California superbug outbreak could lead to fast-track for new antibiotics

A deadly outbreak of drug-resistant superbugs in California has sparked new attention on legislation to create new antibiotics and prevent the spread of deadly bacteria.

Drug-resistant bacteria at a Los Angeles hospital killed two people and infected five others. The University of California-Los Angeles Medical Center is investigating whether at least 100 more were infected by contaminated tubes called endoscopes.

While drug-resistant infections aren’t new, the deadly outbreak has caused lawmakers and advocates to press for action. Each year drug-resistant bacteria sicken at least two million people and kill at least 23,000, according to the U.S. Centers for Disease Control and Prevention.

The latest outbreak “underscores the need” for legislation to invigorate the antibiotic pipeline, Sen. Michael Bennet, D-Colo., said last week on Twitter.

“I think what we have seen is a renewed interest in how to prevent the transmission of these organisms,” Dr. Alex Kallen, a CDC medical officer, told the Washington Examiner.

Bennet and Sen. Orrin Hatch, R-Utah, introduced a bill last month that speeds up government approval of new antibiotics, but so far the bill hasn’t made any headway. Companion legislation is also being considered in the House, but hasn’t been introduced yet.

A confluence of events has caused the antibiotic pipeline in the U.S. to wither, with drug makers fleeing the market due to cheap competition and burdensome regulations for clinical trials.

“Antibiotics just aren’t an attractive market compared to a lot of other drugs,” Allen Coukell, senior director for health programs at the think tank Pew Charitable Trusts, told the Washington Examiner.

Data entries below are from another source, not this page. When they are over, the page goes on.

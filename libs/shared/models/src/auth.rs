use serde::{Deserialize, Serialize};

/// Role value that grants access to doctor management and admin promotion.
pub const ADMIN_ROLE: &str = "admin";

#[derive(Debug, Serialize, Deserialize)]
pub struct JwtHeader {
    pub alg: String,
    pub typ: String,
}

#[derive(Debug, Clone, Serialize, Deserialize)]
pub struct JwtClaims {
    pub email: String,
    pub iat: i64,
    pub exp: Option<i64>,
}

/// Decoded identity claim attached to authenticated requests.
#[derive(Debug, Clone, PartialEq, Eq, Serialize, Deserialize)]
pub struct Identity {
    pub email: String,
}

impl Identity {
    pub fn new(email: impl Into<String>) -> Self {
        Self { email: email.into() }
    }
}

impl From<JwtClaims> for Identity {
    fn from(claims: JwtClaims) -> Self {
        Self { email: claims.email }
    }
}

pub fn is_admin_role(role: Option<&str>) -> bool {
    role == Some(ADMIN_ROLE)
}

#[cfg(test)]
mod tests {
    use super::*;

    #[test]
    fn only_exact_admin_role_counts() {
        assert!(is_admin_role(Some("admin")));
        assert!(!is_admin_role(Some("Admin")));
        assert!(!is_admin_role(Some("admin ")));
        assert!(!is_admin_role(Some("doctor")));
        assert!(!is_admin_role(None));
    }
}
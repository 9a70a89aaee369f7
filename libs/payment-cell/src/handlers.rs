use std::sync::Arc;

use axum::{extract::State, Extension, Json};
use tracing::debug;

use shared_models::{auth::Identity, error::AppError};
use shared_utils::AppJson;

use crate::models::{CreatePaymentIntentRequest, PaymentIntentResponse};
use crate::router::PaymentState;

#[axum::debug_handler]
pub async fn create_payment_intent(
    State(state): State<Arc<PaymentState>>,
    Extension(identity): Extension<Identity>,
    AppJson(request): AppJson<CreatePaymentIntentRequest>,
) -> Result<Json<PaymentIntentResponse>, AppError> {
    let amount = request.amount_minor()?;
    let currency = request
        .currency
        .clone()
        .unwrap_or_else(|| state.app.config.payment_currency.clone());

    debug!("Payment intent requested by {}: {} {}", identity.email, amount, currency);

    let client_secret = state.gateway.create_payment_intent(amount, &currency).await?;

    Ok(Json(PaymentIntentResponse { client_secret }))
}
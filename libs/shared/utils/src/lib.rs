pub mod extractor;
pub mod json;
pub mod jwt;
pub mod state;
pub mod test_utils;

pub use json::AppJson;
pub use state::AppState;
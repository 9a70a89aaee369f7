use std::collections::HashMap;
use std::sync::{Arc, Mutex, MutexGuard};

use async_trait::async_trait;
use mongodb::bson::{oid::ObjectId, Bson, Document};
use tracing::debug;

use crate::error::DatabaseError;
use crate::store::{
    id_to_string, DeleteOutcome, DocumentCollection, DocumentStore, InsertOutcome, UpdateOutcome,
    WriteOp, WriteOutcome,
};

type Collections = HashMap<String, Vec<Document>>;

/// Process-local document store used by tests and `DOCUMENT_STORE=memory`.
///
/// Supports equality filters, inclusion projections and the `$set` /
/// `$setOnInsert` update operators. Every operation holds one lock, so
/// conditional inserts and batches are atomic.
#[derive(Debug, Clone, Default)]
pub struct InMemoryStore {
    collections: Arc<Mutex<Collections>>,
}

impl InMemoryStore {
    pub fn new() -> Self {
        Self::default()
    }

    /// Inserts documents as-is, assigning an `_id` where missing.
    pub fn seed(&self, collection: &str, documents: Vec<Document>) -> Result<(), DatabaseError> {
        let mut guard = lock(&self.collections)?;
        let entries = guard.entry(collection.to_string()).or_default();
        for mut document in documents {
            ensure_id(&mut document);
            entries.push(document);
        }
        Ok(())
    }

    pub fn count(&self, collection: &str) -> Result<usize, DatabaseError> {
        let guard = lock(&self.collections)?;
        Ok(guard.get(collection).map(Vec::len).unwrap_or(0))
    }
}

#[async_trait]
impl DocumentStore for InMemoryStore {
    fn collection(&self, name: &str) -> Arc<dyn DocumentCollection> {
        Arc::new(InMemoryCollection {
            name: name.to_string(),
            collections: self.collections.clone(),
        })
    }

    async fn write_atomically(&self, ops: Vec<WriteOp>) -> Result<Vec<WriteOutcome>, DatabaseError> {
        let mut guard = lock(&self.collections)?;

        // Stage copies of the touched collections and write them back only
        // when every write succeeded.
        let mut staged: Collections = HashMap::new();
        let mut outcomes = Vec::with_capacity(ops.len());
        for op in ops {
            let outcome = match op {
                WriteOp::InsertOne { collection, document } => {
                    let entries = stage(&mut staged, &guard, collection);
                    WriteOutcome::Inserted(insert(entries, document))
                }
                WriteOp::UpdateOne { collection, filter, update } => {
                    let entries = stage(&mut staged, &guard, collection);
                    let outcome = update_first(entries, &filter, &update, false)
                        .map_err(|e| DatabaseError::TransactionAborted(e.to_string()))?;
                    WriteOutcome::Updated(outcome)
                }
            };
            outcomes.push(outcome);
        }

        guard.extend(staged);
        Ok(outcomes)
    }

    async fn ping(&self) -> Result<(), DatabaseError> {
        lock(&self.collections).map(|_| ())
    }

    async fn ensure_indexes(&self) -> Result<(), DatabaseError> {
        debug!("In-memory store has no indexes to build");
        Ok(())
    }
}

pub struct InMemoryCollection {
    name: String,
    collections: Arc<Mutex<Collections>>,
}

impl InMemoryCollection {
    fn with_entries<T>(
        &self,
        f: impl FnOnce(&mut Vec<Document>) -> Result<T, DatabaseError>,
    ) -> Result<T, DatabaseError> {
        let mut guard = lock(&self.collections)?;
        let entries = guard.entry(self.name.clone()).or_default();
        f(entries)
    }
}

#[async_trait]
impl DocumentCollection for InMemoryCollection {
    async fn find(
        &self,
        filter: Document,
        projection: Option<Document>,
    ) -> Result<Vec<Document>, DatabaseError> {
        self.with_entries(|entries| {
            Ok(entries
                .iter()
                .filter(|doc| matches_filter(doc, &filter))
                .map(|doc| match &projection {
                    Some(projection) => project(doc, projection),
                    None => doc.clone(),
                })
                .collect())
        })
    }

    async fn find_one(&self, filter: Document) -> Result<Option<Document>, DatabaseError> {
        self.with_entries(|entries| {
            Ok(entries.iter().find(|doc| matches_filter(doc, &filter)).cloned())
        })
    }

    async fn insert_one(&self, document: Document) -> Result<InsertOutcome, DatabaseError> {
        self.with_entries(|entries| Ok(insert(entries, document)))
    }

    async fn insert_if_absent(
        &self,
        filter: Document,
        document: Document,
    ) -> Result<Option<Document>, DatabaseError> {
        self.with_entries(|entries| {
            if let Some(existing) = entries.iter().find(|doc| matches_filter(doc, &filter)) {
                return Ok(Some(existing.clone()));
            }
            insert(entries, document);
            Ok(None)
        })
    }

    async fn update_one(
        &self,
        filter: Document,
        update: Document,
        upsert: bool,
    ) -> Result<UpdateOutcome, DatabaseError> {
        self.with_entries(|entries| update_first(entries, &filter, &update, upsert))
    }

    async fn delete_one(&self, filter: Document) -> Result<DeleteOutcome, DatabaseError> {
        self.with_entries(|entries| {
            let position = entries.iter().position(|doc| matches_filter(doc, &filter));
            let deleted_count = match position {
                Some(index) => {
                    entries.remove(index);
                    1
                }
                None => 0,
            };
            Ok(DeleteOutcome {
                acknowledged: true,
                deleted_count,
            })
        })
    }
}

fn lock(collections: &Mutex<Collections>) -> Result<MutexGuard<'_, Collections>, DatabaseError> {
    collections
        .lock()
        .map_err(|_| DatabaseError::Unavailable("in-memory store lock poisoned".to_string()))
}

fn stage<'a>(
    staged: &'a mut Collections,
    committed: &Collections,
    collection: &str,
) -> &'a mut Vec<Document> {
    staged
        .entry(collection.to_string())
        .or_insert_with(|| committed.get(collection).cloned().unwrap_or_default())
}

fn ensure_id(document: &mut Document) -> Bson {
    if let Some(id) = document.get("_id") {
        return id.clone();
    }
    let id = Bson::ObjectId(ObjectId::new());
    document.insert("_id", id.clone());
    id
}

fn insert(entries: &mut Vec<Document>, mut document: Document) -> InsertOutcome {
    let id = ensure_id(&mut document);
    entries.push(document);
    InsertOutcome {
        acknowledged: true,
        inserted_id: id_to_string(&id),
    }
}

fn matches_filter(document: &Document, filter: &Document) -> bool {
    filter
        .iter()
        .all(|(key, expected)| document.get(key) == Some(expected))
}

fn is_truthy(value: &Bson) -> bool {
    match value {
        Bson::Boolean(b) => *b,
        Bson::Int32(n) => *n != 0,
        Bson::Int64(n) => *n != 0,
        Bson::Double(n) => *n != 0.0,
        _ => true,
    }
}

fn project(document: &Document, projection: &Document) -> Document {
    let keep_id = projection.get("_id").map(is_truthy).unwrap_or(true);
    let mut projected = Document::new();

    if keep_id {
        if let Some(id) = document.get("_id") {
            projected.insert("_id", id.clone());
        }
    }
    for (key, flag) in projection {
        if key == "_id" || !is_truthy(flag) {
            continue;
        }
        if let Some(value) = document.get(key) {
            projected.insert(key.clone(), value.clone());
        }
    }
    projected
}

fn validate_update(update: &Document) -> Result<(), DatabaseError> {
    for (operator, fields) in update {
        match (operator.as_str(), fields) {
            ("$set", Bson::Document(_)) | ("$setOnInsert", Bson::Document(_)) => {}
            _ => return Err(DatabaseError::UnsupportedUpdate(operator.clone())),
        }
    }
    Ok(())
}

/// Applies `$set` and, when `inserting`, `$setOnInsert`. Returns whether any
/// field changed.
fn apply_update(
    document: &mut Document,
    update: &Document,
    inserting: bool,
) -> Result<bool, DatabaseError> {
    let mut changed = false;
    for (operator, fields) in update {
        let fields = match (operator.as_str(), fields) {
            ("$set", Bson::Document(fields)) => fields,
            ("$setOnInsert", Bson::Document(fields)) if inserting => fields,
            ("$setOnInsert", Bson::Document(_)) => continue,
            _ => return Err(DatabaseError::UnsupportedUpdate(operator.clone())),
        };
        for (key, value) in fields {
            if document.get(key) != Some(value) {
                document.insert(key.clone(), value.clone());
                changed = true;
            }
        }
    }
    Ok(changed)
}

fn update_first(
    entries: &mut Vec<Document>,
    filter: &Document,
    update: &Document,
    upsert: bool,
) -> Result<UpdateOutcome, DatabaseError> {
    // Operators are checked even when nothing matches.
    validate_update(update)?;

    if let Some(document) = entries.iter_mut().find(|doc| matches_filter(doc, filter)) {
        let mut candidate = document.clone();
        let changed = apply_update(&mut candidate, update, false)?;
        *document = candidate;
        return Ok(UpdateOutcome {
            acknowledged: true,
            matched_count: 1,
            modified_count: u64::from(changed),
            upserted_count: 0,
            upserted_id: None,
        });
    }

    if !upsert {
        return Ok(UpdateOutcome {
            acknowledged: true,
            matched_count: 0,
            modified_count: 0,
            upserted_count: 0,
            upserted_id: None,
        });
    }

    let mut document = filter.clone();
    apply_update(&mut document, update, true)?;
    let inserted = insert(entries, document);
    Ok(UpdateOutcome {
        acknowledged: true,
        matched_count: 0,
        modified_count: 0,
        upserted_count: 1,
        upserted_id: Some(inserted.inserted_id),
    })
}
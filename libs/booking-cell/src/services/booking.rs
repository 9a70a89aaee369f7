use std::sync::Arc;

use tracing::{debug, info};

use shared_database::{
    bson::{doc, oid::ObjectId},
    decode, decode_all, encode, parse_object_id, DocumentStore, UpdateOutcome, WriteOp,
    WriteOutcome, BOOKINGS, PAYMENTS,
};
use shared_models::auth::Identity;
use shared_models::error::AppError;
use shared_utils::AppState;

use crate::models::{Booking, ConfirmPaymentRequest, CreateBookingRequest, CreateBookingResponse};

pub struct BookingService {
    store: Arc<dyn DocumentStore>,
}

impl BookingService {
    pub fn new(state: &AppState) -> Self {
        Self {
            store: state.store.clone(),
        }
    }

    pub fn with_store(store: Arc<dyn DocumentStore>) -> Self {
        Self { store }
    }

    /// Creates the booking unless the patient already holds one for the same
    /// treatment and date. The check and the insert are one conditional write.
    pub async fn create_booking(
        &self,
        request: CreateBookingRequest,
    ) -> Result<CreateBookingResponse, AppError> {
        request.validate()?;
        debug!(
            "Creating booking for {} on {} ({})",
            request.patient, request.date, request.treatment
        );

        let key = doc! {
            "treatment": request.treatment.as_str(),
            "date": request.date.as_str(),
            "patient": request.patient.as_str(),
        };

        let id = ObjectId::new();
        let mut document = encode(&request)?;
        document.insert("_id", id);

        let existing = self
            .store
            .collection(BOOKINGS)
            .insert_if_absent(key, document)
            .await?;

        match existing {
            Some(existing) => {
                let booking: Booking = decode(existing)?;
                info!("Duplicate booking request for {} on {}", booking.patient, booking.date);
                Ok(CreateBookingResponse::duplicate(booking))
            }
            None => {
                info!("Booking {} created", id);
                Ok(CreateBookingResponse::created(id.to_hex()))
            }
        }
    }

    /// Lists bookings of `patient`, which must be the caller's own email.
    pub async fn list_bookings_for_patient(
        &self,
        patient: &str,
        identity: &Identity,
    ) -> Result<Vec<Booking>, AppError> {
        if identity.email != patient {
            debug!("{} attempted to read bookings of {}", identity.email, patient);
            return Err(AppError::Forbidden("Forbidden access".to_string()));
        }

        let documents = self
            .store
            .collection(BOOKINGS)
            .find(doc! { "patient": patient }, None)
            .await?;

        Ok(decode_all(documents)?)
    }

    pub async fn bookings_on(&self, date: &str) -> Result<Vec<Booking>, AppError> {
        let documents = self
            .store
            .collection(BOOKINGS)
            .find(doc! { "date": date }, None)
            .await?;

        Ok(decode_all(documents)?)
    }

    pub async fn get_booking_by_id(&self, booking_id: &str) -> Result<Booking, AppError> {
        let id = parse_object_id(booking_id)
            .ok_or_else(|| AppError::NotFound(format!("Booking {} not found", booking_id)))?;

        let document = self
            .store
            .collection(BOOKINGS)
            .find_one(doc! { "_id": id })
            .await?
            .ok_or_else(|| AppError::NotFound(format!("Booking {} not found", booking_id)))?;

        Ok(decode(document)?)
    }

    /// Records the payment and marks the booking paid in a single atomic batch.
    pub async fn confirm_payment(
        &self,
        booking_id: &str,
        payment: ConfirmPaymentRequest,
    ) -> Result<UpdateOutcome, AppError> {
        payment.validate()?;
        let booking = self.get_booking_by_id(booking_id).await?;

        let mut record = encode(&payment)?;
        record.remove("_id");
        record.insert("booking", booking.id.to_hex());

        let outcomes = self
            .store
            .write_atomically(vec![
                WriteOp::InsertOne {
                    collection: PAYMENTS,
                    document: record,
                },
                WriteOp::UpdateOne {
                    collection: BOOKINGS,
                    filter: doc! { "_id": booking.id },
                    update: doc! {
                        "$set": {
                            "paid": true,
                            "transactionId": payment.transaction_id.as_str(),
                        }
                    },
                },
            ])
            .await?;

        info!("Payment {} confirmed for booking {}", payment.transaction_id, booking.id);

        outcomes
            .into_iter()
            .find_map(|outcome| match outcome {
                WriteOutcome::Updated(update) => Some(update),
                WriteOutcome::Inserted(_) => None,
            })
            .ok_or_else(|| AppError::Internal("Booking update missing from payment batch".to_string()))
    }
}
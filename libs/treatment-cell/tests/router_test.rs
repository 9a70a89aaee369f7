use axum::http::StatusCode;
use serde_json::json;
use tower::ServiceExt;

use shared_database::{InMemoryStore, BOOKINGS, SERVICES};
use shared_utils::test_utils::{json_request, read_json, TestConfig, TestDocuments};
use treatment_cell::treatment_routes;

fn seeded_store() -> InMemoryStore {
    let store = InMemoryStore::new();
    store
        .seed(
            SERVICES,
            vec![
                TestDocuments::service("Cleaning", 50.0, &["9am", "10am", "11am"]),
                TestDocuments::service("Whitening", 120.0, &["1pm", "2pm"]),
            ],
        )
        .unwrap();
    store
        .seed(
            BOOKINGS,
            vec![
                TestDocuments::booking("Cleaning", "2024-01-01", "a@x.com", "10am"),
                TestDocuments::booking("Cleaning", "2024-01-02", "b@x.com", "9am"),
            ],
        )
        .unwrap();
    store
}

#[tokio::test]
async fn test_available_excludes_slots_booked_that_day() {
    let app = treatment_routes(TestConfig::default().to_state(seeded_store()));

    let (status, body) = read_json(
        app.oneshot(json_request("GET", "/available?date=2024-01-01", None, None))
            .await
            .unwrap(),
    )
    .await;

    assert_eq!(status, StatusCode::OK);
    assert_eq!(body[0]["name"], "Cleaning");
    assert_eq!(body[0]["slots"], json!(["9am", "11am"]));
    assert_eq!(body[1]["name"], "Whitening");
    assert_eq!(body[1]["slots"], json!(["1pm", "2pm"]));
}

#[tokio::test]
async fn test_available_on_free_date_returns_full_catalog() {
    let app = treatment_routes(TestConfig::default().to_state(seeded_store()));

    let (status, body) = read_json(
        app.oneshot(json_request("GET", "/available?date=2030-06-01", None, None))
            .await
            .unwrap(),
    )
    .await;

    assert_eq!(status, StatusCode::OK);
    assert_eq!(body[0]["slots"], json!(["9am", "10am", "11am"]));
}

#[tokio::test]
async fn test_available_requires_date() {
    let app = treatment_routes(TestConfig::default().to_state(seeded_store()));

    let response = app
        .oneshot(json_request("GET", "/available", None, None))
        .await
        .unwrap();

    assert_eq!(response.status(), StatusCode::BAD_REQUEST);
}

#[tokio::test]
async fn test_service_lists_names_only() {
    let app = treatment_routes(TestConfig::default().to_state(seeded_store()));

    let (status, body) = read_json(
        app.oneshot(json_request("GET", "/service", None, None))
            .await
            .unwrap(),
    )
    .await;

    assert_eq!(status, StatusCode::OK);
    let services = body.as_array().unwrap();
    assert_eq!(services.len(), 2);
    assert_eq!(services[0]["name"], "Cleaning");
    assert!(services[0]["_id"].is_string());
    assert!(services[0].get("slots").is_none());
}
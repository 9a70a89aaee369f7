use std::sync::Arc;

use axum::{
    body::Body,
    extract::State,
    http::{HeaderMap, Request},
    middleware::Next,
    response::Response,
};
use tracing::debug;

use shared_database::{bson::doc, DocumentStore, USERS};
use shared_models::auth::{is_admin_role, Identity};
use shared_models::error::AppError;

use crate::jwt::validate_token;
use crate::state::AppState;

/// Pulls the token out of a `Bearer <token>` authorization header.
pub fn extract_bearer_token(headers: &HeaderMap) -> Result<&str, AppError> {
    let auth_header = headers
        .get("Authorization")
        .ok_or_else(|| AppError::Unauthenticated("Missing authorization header".to_string()))?;

    let auth_value = auth_header
        .to_str()
        .map_err(|_| AppError::Unauthenticated("Invalid authorization header format".to_string()))?;

    auth_value
        .strip_prefix("Bearer ")
        .ok_or_else(|| AppError::Unauthenticated("Invalid authorization header format".to_string()))
}

// Verifies the bearer token and stores the decoded identity in request extensions
pub async fn auth_middleware(
    State(state): State<Arc<AppState>>,
    mut request: Request<Body>,
    next: Next,
) -> Result<Response, AppError> {
    let token = extract_bearer_token(request.headers())?;

    let identity = validate_token(token, &state.config.access_token_secret).map_err(|e| {
        debug!("Rejected token: {}", e);
        AppError::Forbidden("Forbidden access".to_string())
    })?;

    request.extensions_mut().insert(identity);

    Ok(next.run(request).await)
}

/// Allows the request only when the stored user for `identity` has the admin role.
pub async fn verify_admin(store: &dyn DocumentStore, identity: &Identity) -> Result<(), AppError> {
    let user = store
        .collection(USERS)
        .find_one(doc! { "email": identity.email.as_str() })
        .await?;

    let role = user.as_ref().and_then(|u| u.get_str("role").ok());
    if !is_admin_role(role) {
        debug!("Admin check failed for {}", identity.email);
        return Err(AppError::Forbidden("Admin role required".to_string()));
    }

    Ok(())
}

// Must be layered inside auth_middleware: it only trusts the decoded identity
pub async fn admin_middleware(
    State(state): State<Arc<AppState>>,
    request: Request<Body>,
    next: Next,
) -> Result<Response, AppError> {
    let identity = extract_identity(&request)?;
    verify_admin(state.store.as_ref(), &identity).await?;

    Ok(next.run(request).await)
}

pub fn extract_identity<B>(request: &Request<B>) -> Result<Identity, AppError> {
    request
        .extensions()
        .get::<Identity>()
        .cloned()
        .ok_or_else(|| AppError::Unauthenticated("Identity not found in request extensions".to_string()))
}
pub mod gateway;
pub mod stripe;

pub use gateway::PaymentGateway;
pub use stripe::StripeClient;
use std::sync::Arc;

use axum::{
    middleware,
    routing::{get, post},
    Router,
};

use shared_utils::extractor::auth_middleware;
use shared_utils::AppState;

use crate::handlers;

pub fn booking_routes(state: Arc<AppState>) -> Router {
    // Public routes (no authentication required)
    let public_routes = Router::new()
        .route("/booking", post(handlers::create_booking));

    // Protected routes (bearer token required)
    let protected_routes = Router::new()
        .route("/booking", get(handlers::list_bookings))
        .route(
            "/booking/{id}",
            get(handlers::get_booking).patch(handlers::confirm_payment),
        )
        .layer(middleware::from_fn_with_state(state.clone(), auth_middleware));

    Router::new()
        .merge(public_routes)
        .merge(protected_routes)
        .with_state(state)
}
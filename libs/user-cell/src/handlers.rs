use std::sync::Arc;

use axum::{
    extract::{Path, State},
    Json,
};
use serde_json::{Map, Value};

use shared_database::UpdateOutcome;
use shared_models::error::AppError;
use shared_utils::{AppJson, AppState};

use crate::models::{AdminStatus, UpsertUserResponse, UserRecord};
use crate::services::UserService;

#[axum::debug_handler]
pub async fn list_users(
    State(state): State<Arc<AppState>>,
) -> Result<Json<Vec<UserRecord>>, AppError> {
    let service = UserService::new(&state);

    let users = service.list_users().await?;

    Ok(Json(users))
}

#[axum::debug_handler]
pub async fn upsert_user(
    State(state): State<Arc<AppState>>,
    Path(email): Path<String>,
    AppJson(profile): AppJson<Map<String, Value>>,
) -> Result<Json<UpsertUserResponse>, AppError> {
    let service = UserService::new(&state);

    let response = service.upsert_user(&email, profile).await?;

    Ok(Json(response))
}

#[axum::debug_handler]
pub async fn make_admin(
    State(state): State<Arc<AppState>>,
    Path(email): Path<String>,
) -> Result<Json<UpdateOutcome>, AppError> {
    let service = UserService::new(&state);

    let outcome = service.make_admin(&email).await?;

    Ok(Json(outcome))
}

#[axum::debug_handler]
pub async fn check_admin(
    State(state): State<Arc<AppState>>,
    Path(email): Path<String>,
) -> Result<Json<AdminStatus>, AppError> {
    let service = UserService::new(&state);

    let admin = service.is_admin(&email).await?;

    Ok(Json(AdminStatus { admin }))
}
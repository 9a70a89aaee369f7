use std::sync::Arc;

use async_trait::async_trait;
use mongodb::bson::{self, oid::ObjectId, Bson, Document};
use serde::{de::DeserializeOwned, Serialize};

use crate::error::DatabaseError;

pub const SERVICES: &str = "services";
pub const BOOKINGS: &str = "bookings";
pub const USERS: &str = "users";
pub const DOCTORS: &str = "doctors";
pub const PAYMENTS: &str = "payments";

/// Result of a single insert, shaped like the MongoDB driver reply.
#[derive(Debug, Clone, PartialEq, Serialize)]
#[serde(rename_all = "camelCase")]
pub struct InsertOutcome {
    pub acknowledged: bool,
    pub inserted_id: String,
}

#[derive(Debug, Clone, PartialEq, Serialize)]
#[serde(rename_all = "camelCase")]
pub struct UpdateOutcome {
    pub acknowledged: bool,
    pub matched_count: u64,
    pub modified_count: u64,
    pub upserted_count: u64,
    pub upserted_id: Option<String>,
}

#[derive(Debug, Clone, PartialEq, Serialize)]
#[serde(rename_all = "camelCase")]
pub struct DeleteOutcome {
    pub acknowledged: bool,
    pub deleted_count: u64,
}

/// One write inside an all-or-nothing batch.
#[derive(Debug, Clone)]
pub enum WriteOp {
    InsertOne {
        collection: &'static str,
        document: Document,
    },
    UpdateOne {
        collection: &'static str,
        filter: Document,
        update: Document,
    },
}

#[derive(Debug, Clone, PartialEq)]
pub enum WriteOutcome {
    Inserted(InsertOutcome),
    Updated(UpdateOutcome),
}

/// Filter/update access to a single named collection.
#[async_trait]
pub trait DocumentCollection: Send + Sync {
    async fn find(
        &self,
        filter: Document,
        projection: Option<Document>,
    ) -> Result<Vec<Document>, DatabaseError>;

    async fn find_one(&self, filter: Document) -> Result<Option<Document>, DatabaseError>;

    async fn insert_one(&self, document: Document) -> Result<InsertOutcome, DatabaseError>;

    /// Inserts `document` unless a document matching `filter` already exists.
    /// Returns the stored document on conflict and `None` when the insert happened.
    async fn insert_if_absent(
        &self,
        filter: Document,
        document: Document,
    ) -> Result<Option<Document>, DatabaseError>;

    async fn update_one(
        &self,
        filter: Document,
        update: Document,
        upsert: bool,
    ) -> Result<UpdateOutcome, DatabaseError>;

    async fn delete_one(&self, filter: Document) -> Result<DeleteOutcome, DatabaseError>;
}

/// Handle to the logical database. Constructed once at startup and shared
/// through application state.
#[async_trait]
pub trait DocumentStore: Send + Sync {
    fn collection(&self, name: &str) -> Arc<dyn DocumentCollection>;

    /// Applies every write or none of them.
    async fn write_atomically(&self, ops: Vec<WriteOp>) -> Result<Vec<WriteOutcome>, DatabaseError>;

    async fn ping(&self) -> Result<(), DatabaseError>;

    async fn ensure_indexes(&self) -> Result<(), DatabaseError>;

    async fn shutdown(&self) {}
}

pub fn id_to_string(id: &Bson) -> String {
    match id {
        Bson::ObjectId(oid) => oid.to_hex(),
        Bson::String(s) => s.clone(),
        other => other.to_string(),
    }
}

pub fn parse_object_id(raw: &str) -> Option<ObjectId> {
    ObjectId::parse_str(raw).ok()
}

pub fn decode<T: DeserializeOwned>(document: Document) -> Result<T, DatabaseError> {
    Ok(bson::from_document(document)?)
}

pub fn decode_all<T: DeserializeOwned>(documents: Vec<Document>) -> Result<Vec<T>, DatabaseError> {
    documents.into_iter().map(decode).collect()
}

pub fn encode<T: Serialize>(value: &T) -> Result<Document, DatabaseError> {
    Ok(bson::to_document(value)?)
}

#[cfg(test)]
mod tests {
    use super::*;

    #[test]
    fn object_ids_render_as_hex() {
        let oid = ObjectId::new();
        assert_eq!(id_to_string(&Bson::ObjectId(oid)), oid.to_hex());
        assert_eq!(parse_object_id(&oid.to_hex()), Some(oid));
        assert_eq!(parse_object_id("not-an-id"), None);
    }

    #[test]
    fn update_outcome_uses_driver_field_names() {
        let outcome = UpdateOutcome {
            acknowledged: true,
            matched_count: 1,
            modified_count: 1,
            upserted_count: 0,
            upserted_id: None,
        };
        let json = serde_json::to_value(&outcome).unwrap();
        assert_eq!(json["matchedCount"], 1);
        assert_eq!(json["modifiedCount"], 1);
        assert!(json["upsertedId"].is_null());
    }
}
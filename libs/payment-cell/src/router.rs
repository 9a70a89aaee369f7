use std::sync::Arc;

use axum::{middleware, routing::post, Router};

use shared_utils::extractor::auth_middleware;
use shared_utils::AppState;

use crate::handlers;
use crate::services::PaymentGateway;

pub struct PaymentState {
    pub app: Arc<AppState>,
    pub gateway: Arc<dyn PaymentGateway>,
}

pub fn payment_routes(state: Arc<AppState>, gateway: Arc<dyn PaymentGateway>) -> Router {
    let payment_state = Arc::new(PaymentState {
        app: state.clone(),
        gateway,
    });

    // Protected routes (bearer token required)
    let protected_routes = Router::new()
        .route("/create-payment-intent", post(handlers::create_payment_intent))
        .layer(middleware::from_fn_with_state(state, auth_middleware));

    Router::new()
        .merge(protected_routes)
        .with_state(payment_state)
}
pub mod handlers;
pub mod models;
pub mod router;
pub mod services;

pub use models::*;
pub use router::treatment_routes;
pub use services::{compute_availability, TreatmentService};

A Pew analysis found 38 new antibiotics in development as of last September. But those numbers are deceiving.

Coukell said only one in five pharmaceuticals that start human testing get government approval. There are also very few antibiotics in development which target resistant infections such as gram-negative bacteria.

The absence of newer antibiotics has in some cases led doctors to rely on older antibiotics that could damage organs, Kallen said.

While the House and Senate legislation would get antibiotics approved much faster, it will also recommend the products only be prescribed to treat necessary infections.

This would address the problem of overprescribing antibiotics. The center reported that about half the time, antibiotics are either misused — such as giving the wrong dosage to a patient — or not needed at all.

An antibiotic will kill the bacteria in the body that is susceptible to the drug, but also leave behind microbes that are resistant to that antibiotic. The more antibiotics used, the more resistance is built up, Kallen said.

The center also notes much of antibiotic use in farm animals is unnecessary. Animals such as cows and pigs could develop resistant bacteria in their guts and pass that bacterium along to humans when they consume meat that isn’t cooked properly, CDC said.

In addition to legislation to stimulate antibiotic development, the Obama administration needs to ensure proper stewardship of antibiotics in hospitals, Coukell said.

That can be done through programs that delegate how an antibiotic is prescribed and managed.

The center has worked to spread the word about stewardship plans, but doesn’t have an estimate on how many hospitals have actually adopted them.

The administration could make establishing such a program a condition of receiving reimbursements from Medicare, Coukell said.

President Obama has moved to address the problem before, establishing a task force last year and allocating more than $1.2 billion in his 2016 budget to address the issue.